Arlington County: “Oasis of Prosperity” during downturn

Arlington County: “Oasis of Prosperity” during downturn

Sometimes it’s hard to sell “smart growth” and New Urbanism. People are used to their cars, and they just flat out don’t believe that urban density can reduce traffic congestion. It’s the legacy of 50 years of suburban, car-oriented thinking.

 But there is an example of how a nearby community can shake free the steel and glass shackles of auto culture and replace it with the tree-lined small-town feel of New Urbanism: Arlington County. Arlington County made a conscious effort over the last three decades to remake itself from car-country to modern community, centered on the Metro stations it brought in.

And it worked. Arlington quadrupled its density near the Metro stations, using FARs (a measure of development density) as high as 10.0. The highest FAR in the White Flint Plan is 4.0 at the Metro station. Yet traffic congestion there is as low as in the 1990’s, because those extra people are using Metro. And the local neighborhoods, with single-family homes, are protected from further development and congestion.

But it’s more than just congestion. It’s also an economic boost. The high-density area around Metro in Arlington County is only 11% of the available land in the county, but it produces 1/2 the county’s tax revenues. Arlington has the lowest tax rates in the area.
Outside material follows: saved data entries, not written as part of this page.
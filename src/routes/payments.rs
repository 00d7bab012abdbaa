//! Payment confirmation: checkout callback and Razorpay webhook

use axum::{
    body::Bytes,
    extract::State,
    http::{HeaderMap, StatusCode},
    Json,
};
use serde::Deserialize;
use tracing::{debug, error, info, warn};

use crate::auth::{AuthUser, Permission};
use crate::bookings::{self, PaymentOutcome};
use crate::error::{ApiResponse, AppError, Result};
use crate::payments::{WebhookEvent, WebhookEventType};
use crate::AppState;

pub const SIGNATURE_HEADER: &str = "x-razorpay-signature";

/// Payment status Razorpay reports once the money is ours
const CAPTURED: &str = "captured";

/// Fields the checkout widget hands back after a successful payment
#[derive(Debug, Deserialize)]
pub struct VerifyPaymentRequest {
    pub razorpay_order_id: String,
    pub razorpay_payment_id: String,
    pub razorpay_signature: String,
}

/// POST /api/v1/payments/verify
pub async fn verify(
    State(state): State<AppState>,
    user: AuthUser,
    Json(req): Json<VerifyPaymentRequest>,
) -> Result<Json<ApiResponse<PaymentOutcome>>> {
    user.require(Permission::BookSeat)?;

    state.razorpay.verify_payment_signature(
        &req.razorpay_order_id,
        &req.razorpay_payment_id,
        &req.razorpay_signature,
    )?;

    let outcome = bookings::complete_payment(
        &state,
        &req.razorpay_order_id,
        &req.razorpay_payment_id,
        Some(user.user_id),
        None,
    )
    .await?;

    Ok(ApiResponse::ok(outcome))
}

/// POST /webhooks/razorpay
///
/// Acknowledges events it does not handle so Razorpay stops retrying them.
/// Payments that conflict with an already paid booking are logged for manual
/// review and acknowledged too; retrying cannot change the outcome.
pub async fn razorpay_webhook(
    State(state): State<AppState>,
    headers: HeaderMap,
    body: Bytes,
) -> Result<StatusCode> {
    let signature = headers
        .get(SIGNATURE_HEADER)
        .and_then(|value| value.to_str().ok())
        .ok_or_else(|| AppError::Unauthorized("missing webhook signature".to_string()))?;

    state
        .razorpay
        .verify_webhook_signature(&body, signature)
        .map_err(|_| AppError::Unauthorized("invalid webhook signature".to_string()))?;

    let event = WebhookEvent::parse(&body)?;

    match (&event.event_type, event.payment) {
        (WebhookEventType::PaymentCaptured | WebhookEventType::OrderPaid, Some(payment)) => {
            let Some(order_id) = payment.order_id.as_deref() else {
                warn!(payment_id = %payment.id, "Captured payment without an order");
                return Ok(StatusCode::OK);
            };
            if payment.status != CAPTURED {
                warn!(order_id, payment_id = %payment.id, status = %payment.status, "Ignoring uncaptured payment");
                return Ok(StatusCode::OK);
            }
            let outcome =
                bookings::complete_payment(&state, order_id, &payment.id, None, Some(payment.amount)).await;
            match outcome {
                Ok(PaymentOutcome::Confirmed(receipt)) => info!(
                    order_id,
                    payment_id = %payment.id,
                    receipt = %receipt.receipt.receipt_number,
                    "Webhook completed booking"
                ),
                Ok(PaymentOutcome::RefundDue { booking }) => warn!(
                    order_id,
                    payment_id = %payment.id,
                    booking_id = %booking.id,
                    "Webhook payment flagged for refund"
                ),
                Err(AppError::Conflict(reason)) => error!(
                    order_id,
                    payment_id = %payment.id,
                    %reason,
                    "Webhook payment needs manual review"
                ),
                Err(e) => return Err(e),
            }
        }
        (WebhookEventType::PaymentFailed, Some(payment)) => {
            if let Some(order_id) = payment.order_id.as_deref() {
                warn!(
                    order_id,
                    payment_id = %payment.id,
                    reason = payment.error_description.as_deref().unwrap_or("unknown"),
                    "Payment failed"
                );
                bookings::fail_payment(&state, order_id).await?;
            }
        }
        (event_type, _) => {
            debug!(?event_type, "Ignoring webhook event");
        }
    }

    Ok(StatusCode::OK)
}
//! Booking plans offered at checkout.

use serde::Serialize;

/// A bookable plan
#[derive(Debug, Clone, Copy, PartialEq, Eq, Serialize)]
pub struct BookingPlan {
    pub id: &'static str,
    pub months: u32,
    pub description: &'static str,
}

pub const BOOKING_PLANS: [BookingPlan; 3] = [
    BookingPlan {
        id: "monthly",
        months: 1,
        description: "1 month of reserved seat access",
    },
    BookingPlan {
        id: "quarterly",
        months: 3,
        description: "3 months of reserved seat access",
    },
    BookingPlan {
        id: "half_yearly",
        months: 6,
        description: "6 months of reserved seat access",
    },
];

/// Durations a running booking can be extended by.
pub const RENEWAL_DURATIONS: [u32; 4] = [1, 3, 6, 12];

pub fn find_plan(months: u32) -> Option<&'static BookingPlan> {
    BOOKING_PLANS.iter().find(|plan| plan.months == months)
}

pub fn is_renewal_duration(months: u32) -> bool {
    RENEWAL_DURATIONS.contains(&months)
}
Yesterday, the New York Times illustrated another side of the prosperity: government agencies and companies WANT to move there. You can find the New York Times story at: 

Compare that with Montgomery County, which, the Gazette reported yesterday, is looking to hire lobbyists to draw more agencies here:

How about trying to make Montgomery more appealing, say, through smart growth, or maybe even . . . the White Flint Sector Plan, rather than hiring lobbyists?